#### Problem to work on:
Would you please transcribe, exactly as written, the lines of the entries below starting at the one that holds "return Ok(None);" and ending at the one that holds "DateFilter::Relative(window) => date", both included?

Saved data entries
= = = =
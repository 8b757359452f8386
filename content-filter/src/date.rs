//! 日期筛选：相对时间窗口或绝对年份，二者单选

use chrono::{DateTime, Datelike, Duration, NaiveDate, Utc};
use serde::{Deserialize, Serialize};
use std::fmt;
use std::str::FromStr;

use crate::error::FilterError;

/// 相对时间窗口
#[derive(Serialize, Deserialize, Clone, Copy, Debug, PartialEq, Eq, Hash)]
#[serde(rename_all = "kebab-case")]
pub enum RelativeWindow {
    LastWeek,
    LastMonth,
    #[serde(rename = "last-3-months")]
    Last3Months,
    #[serde(rename = "last-6-months")]
    Last6Months,
    LastYear,
}

impl RelativeWindow {
    pub const ALL: [RelativeWindow; 5] = [
        RelativeWindow::LastWeek,
        RelativeWindow::LastMonth,
        RelativeWindow::Last3Months,
        RelativeWindow::Last6Months,
        RelativeWindow::LastYear,
    ];

    pub fn days(self) -> i64 {
        match self {
            RelativeWindow::LastWeek => 7,
            RelativeWindow::LastMonth => 30,
            RelativeWindow::Last3Months => 90,
            RelativeWindow::Last6Months => 180,
            RelativeWindow::LastYear => 365,
        }
    }

    pub fn as_str(self) -> &'static str {
        match self {
            RelativeWindow::LastWeek => "last-week",
            RelativeWindow::LastMonth => "last-month",
            RelativeWindow::Last3Months => "last-3-months",
            RelativeWindow::Last6Months => "last-6-months",
            RelativeWindow::LastYear => "last-year",
        }
    }
}

/// 当前生效的日期筛选
#[derive(Clone, Copy, Debug, PartialEq, Eq, Hash)]
pub enum DateFilter {
    Relative(RelativeWindow),
    Year(i32),
}

impl DateFilter {
    /// 解析 UI 传来的取值；空串和 "all" 表示不筛选
    pub fn parse_optional(value: &str) -> Result<Option<DateFilter>, FilterError> {
        let value = value.trim();
        if value.is_empty() || value.eq_ignore_ascii_case("all") {
            return Ok(None);
        }
        value.parse().map(Some)
    }

    /// 判断条目日期是否落在筛选范围内
    ///
    /// 相对窗口以调用时刻的 `now` 为准；日期缺失或无法解析的条目不匹配。
    pub fn matches(&self, date: Option<DateTime<Utc>>, now: DateTime<Utc>) -> bool {
        let Some(date) = date else {
            return false;
        };
        match self {
            DateFilter::Relative(window) => date >= now - Duration::days(window.days()),
            DateFilter::Year(year) => date.year() == *year,
        }
    }
}

impl FromStr for DateFilter {
    type Err = FilterError;

    fn from_str(s: &str) -> Result<Self, Self::Err> {
        let value = s.trim().to_lowercase();
        if let Some(window) = RelativeWindow::ALL.iter().find(|w| w.as_str() == value) {
            return Ok(DateFilter::Relative(*window));
        }
        if value.len() == 4 && value.bytes().all(|b| b.is_ascii_digit()) {
            if let Ok(year) = value.parse() {
                return Ok(DateFilter::Year(year));
            }
        }
        Err(FilterError::InvalidDateFilter(s.to_string()))
    }
}

impl fmt::Display for DateFilter {
    fn fmt(&self, f: &mut fmt::Formatter<'_>) -> fmt::Result {
        match self {
            DateFilter::Relative(window) => f.write_str(window.as_str()),
            DateFilter::Year(year) => write!(f, "{:04}", year),
        }
    }
}

impl Serialize for DateFilter {
    fn serialize<S: serde::Serializer>(&self, serializer: S) -> Result<S::Ok, S::Error> {
        serializer.collect_str(self)
    }
}

impl<'de> Deserialize<'de> for DateFilter {
    fn deserialize<D: serde::Deserializer<'de>>(deserializer: D) -> Result<Self, D::Error> {
        let raw = String::deserialize(deserializer)?;
        raw.parse().map_err(serde::de::Error::custom)
    }
}

/// 条目日期筛选谓词；`None` 表示没有日期筛选，任何条目都通过
pub fn date_matches(
    filter: Option<&DateFilter>,
    date: Option<DateTime<Utc>>,
    now: DateTime<Utc>,
) -> bool {
    filter.map_or(true, |filter| filter.matches(date, now))
}

/// 解析条目日期，支持 RFC 3339 和 `YYYY-MM-DD`
pub fn parse_item_date(raw: &str) -> Option<DateTime<Utc>> {
    let raw = raw.trim();
    if let Ok(date) = DateTime::parse_from_rfc3339(raw) {
        return Some(date.with_timezone(&Utc));
    }
    NaiveDate::parse_from_str(raw, "%Y-%m-%d")
        .ok()
        .and_then(|date| date.and_hms_opt(0, 0, 0))
        .map(|naive| naive.and_utc())
}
= = = =
#### Result of the task:
            return Ok(None);
        }
        value.parse().map(Some)
    }

    /// 判断条目日期是否落在筛选范围内
    ///
    /// 相对窗口以调用时刻的 `now` 为准；日期缺失或无法解析的条目不匹配。
    pub fn matches(&self, date: Option<DateTime<Utc>>, now: DateTime<Utc>) -> bool {
        let Some(date) = date else {
            return false;
        };
        match self {
            DateFilter::Relative(window) => date >= now - Duration::days(window.days()),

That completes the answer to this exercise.